#### Exercise objective:
Below are the entries; return every line among them that holds the word "impl".

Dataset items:
.....

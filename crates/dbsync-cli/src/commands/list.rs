use super::{CliContext, format_bytes};
use anyhow::Result;
use colored::Colorize;

pub async fn run(ctx: &CliContext) -> Result<()> {
    let config = ctx.resolve()?;
    let dir = config.profile.backup_dir.clone();
    let entries = ctx.service(config).list_existing_backups().await?;

    if ctx.json {
        return ctx.print_json(&entries);
    }

    if entries.is_empty() {
        println!("No backups in {}", dir);
        return Ok(());
    }
    println!("Backups in {}:", dir);
    for entry in &entries {
        let modified = entry
            .modified
            .map(|t| t.format("%Y-%m-%d %H:%M").to_string())
            .unwrap_or_else(|| "-".to_string());
        println!(
            "  {:<48} {:>10}  {}",
            entry.name.bold(),
            format_bytes(entry.size_bytes),
            modified.dimmed()
        );
    }
    Ok(())
}
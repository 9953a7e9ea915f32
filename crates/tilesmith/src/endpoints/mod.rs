use axum::Router;
use axum::extract::{DefaultBodyLimit, Request};
use axum::middleware;
use axum::routing::{get, post};
use sentry::integrations::tower::{NewSentryLayer, SentryHttpLayer};
use tilesmith_service::metric;
use tilesmith_service::service::TileService;
use tower::ServiceBuilder;

mod error;
mod meta;
mod metrics;
mod tile;

pub use error::ResponseError;

use meta::handle_meta_request as meta;
use tile::handle_tile_request as tile;

pub async fn healthcheck() -> &'static str {
    metric!(counter("healthcheck") += 1);
    "ok"
}

pub fn create_app(service: TileService) -> Router {
    // The layers here go "top to bottom" according to the reading order here.
    let layer = ServiceBuilder::new()
        .layer(NewSentryLayer::<Request>::new_from_top())
        .layer(SentryHttpLayer::new().enable_transaction())
        .layer(middleware::from_fn(metrics::record_metrics))
        .layer(DefaultBodyLimit::max(1024 * 1024));
    Router::new()
        .route("/tile/:pipeline", post(tile))
        .route("/meta/:pipeline", post(meta))
        .with_state(service)
        .layer(layer)
        // the healthcheck is last, as it will bypass all the middlewares
        .route("/healthcheck", get(healthcheck))
}

#[cfg(test)]
mod tests {
    use std::sync::Arc;

    use async_trait::async_trait;
    use axum::body::{Body, to_bytes};
    use axum::http::{Request, StatusCode};
    use axum::response::Response;
    use bytes::Bytes;
    use serde_json::{Value, json};
    use tilesmith_service::config::Config;
    use tilesmith_service::error::TileResult;
    use tilesmith_service::generators::{RestConfig, default_registry};
    use tilesmith_service::registry::{MetaGenerator, NoParams};
    use tower::ServiceExt;

    use super::*;

    struct UriMeta;

    #[async_trait]
    impl MetaGenerator for UriMeta {
        async fn create(&self, uri: &str) -> TileResult {
            Ok(Bytes::from(format!(r#"{{"uri":"{uri}"}}"#)))
        }
    }

    fn app() -> Router {
        let mut registry = default_registry(&RestConfig::default()).unwrap();
        registry.register_meta("uri", |_: NoParams| Ok(UriMeta));
        let service = TileService::with_registry(&Config::default(), Arc::new(registry)).unwrap();
        create_app(service)
    }

    async fn post(app: &Router, uri: &str, body: impl Into<Body>) -> Response {
        let request = Request::post(uri)
            .header("content-type", "application/json")
            .body(body.into())
            .unwrap();
        app.clone().oneshot(request).await.unwrap()
    }

    async fn body(response: Response) -> Bytes {
        to_bytes(response.into_body(), usize::MAX).await.unwrap()
    }

    fn tile_request(tile: Value, x: u32) -> String {
        json!({
            "uri": "dataset",
            "coord": {"z": 1, "x": x, "y": 1},
            "tile": tile,
        })
        .to_string()
    }

    #[tokio::test]
    async fn test_healthcheck() {
        tilesmith_test::setup();
        let app = app();

        let request = Request::get("/healthcheck").body(Body::empty()).unwrap();
        let response = app.oneshot(request).await.unwrap();
        assert_eq!(response.status(), StatusCode::OK);
        assert_eq!(body(response).await, "ok");
    }

    #[tokio::test]
    async fn test_tile() {
        tilesmith_test::setup();
        let server = tilesmith_test::TileServer::new();
        let app = app();

        let request = tile_request(json!({"rest": {"endpoint": server.endpoint("tiles")}}), 0);
        for _ in 0..2 {
            let response = post(&app, "/tile/default", request.clone()).await;
            assert_eq!(response.status(), StatusCode::OK);
            assert_eq!(body(response).await, "dataset/1/0/1.json");
        }

        // the second response was served from the cache
        assert_eq!(
            server.all_hits(),
            [("/tiles/dataset/1/0/1.json".to_owned(), 1)]
        );

        let response = post(&app, "/tile/default?cached_only=true", request).await;
        assert_eq!(response.status(), StatusCode::OK);
        assert_eq!(server.accesses(), 0);
    }

    #[tokio::test]
    async fn test_batched_tiles() {
        tilesmith_test::setup();
        let server = tilesmith_test::TileServer::new();
        let app = app();

        let tile = json!({"rest-batch": {"endpoint": server.endpoint("tiles")}});
        let (first, second) = tokio::join!(
            post(&app, "/tile/default", tile_request(tile.clone(), 0)),
            post(&app, "/tile/default", tile_request(tile, 1)),
        );

        assert_eq!(first.status(), StatusCode::OK);
        assert_eq!(body(first).await, "dataset/1/0/1.json");
        assert_eq!(second.status(), StatusCode::OK);
        assert_eq!(body(second).await, "dataset/1/1/1.json");
        assert_eq!(server.accesses(), 2);
    }

    #[tokio::test]
    async fn test_meta() {
        tilesmith_test::setup();
        let app = app();

        let request = json!({"uri": "twitter/2016", "meta": {"uri": {}}}).to_string();

        let response = post(&app, "/meta/default?cached_only=true", request.clone()).await;
        assert_eq!(response.status(), StatusCode::NOT_FOUND);
        insta::assert_snapshot!(String::from_utf8_lossy(&body(response).await), @r#"{"detail":"not cached"}"#);

        let response = post(&app, "/meta/default", request.clone()).await;
        assert_eq!(response.status(), StatusCode::OK);
        assert_eq!(body(response).await, r#"{"uri":"twitter/2016"}"#);

        let response = post(&app, "/meta/default?cached_only=true", request).await;
        assert_eq!(response.status(), StatusCode::OK);
    }

    #[tokio::test]
    async fn test_unknown_pipeline() {
        tilesmith_test::setup();
        let app = app();

        let request = tile_request(json!({"rest": {"endpoint": "localhost:1"}}), 0);
        let response = post(&app, "/tile/salt", request).await;
        assert_eq!(response.status(), StatusCode::NOT_FOUND);
        insta::assert_snapshot!(String::from_utf8_lossy(&body(response).await), @r#"{"detail":"unrecognized pipeline type `salt`"}"#);
    }

    #[tokio::test]
    async fn test_bad_requests() {
        tilesmith_test::setup();
        let app = app();

        let response = post(&app, "/tile/default", "{").await;
        assert_eq!(response.status(), StatusCode::BAD_REQUEST);
        let error: Value = serde_json::from_slice(&body(response).await).unwrap();
        assert_eq!(error["detail"], "failed to parse request body");

        let request = tile_request(json!({"heatmap": {}}), 0);
        let response = post(&app, "/tile/default", request).await;
        assert_eq!(response.status(), StatusCode::BAD_REQUEST);
        insta::assert_snapshot!(String::from_utf8_lossy(&body(response).await), @r#"{"detail":"unrecognized tile type `heatmap`"}"#);

        let request = tile_request(json!({"rest": {"scheme": "https"}}), 0);
        let response = post(&app, "/tile/default", request).await;
        assert_eq!(response.status(), StatusCode::BAD_REQUEST);
    }

    #[tokio::test]
    async fn test_generation_failure() {
        tilesmith_test::setup();
        let server = tilesmith_test::TileServer::new();
        let app = app();

        let request = tile_request(json!({"rest": {"endpoint": server.endpoint("status/503")}}), 0);
        let response = post(&app, "/tile/default", request).await;
        assert_eq!(response.status(), StatusCode::INTERNAL_SERVER_ERROR);
        insta::assert_snapshot!(String::from_utf8_lossy(&body(response).await), @r#"{"detail":"generation failed: tile server responded with 503 Service Unavailable: tile server failure"}"#);
        assert_eq!(server.accesses(), 1);
    }
}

.....

#### Answer area:
    impl MetaGenerator for UriMeta {
    async fn post(app: &Router, uri: &str, body: impl Into<Body>) -> Response {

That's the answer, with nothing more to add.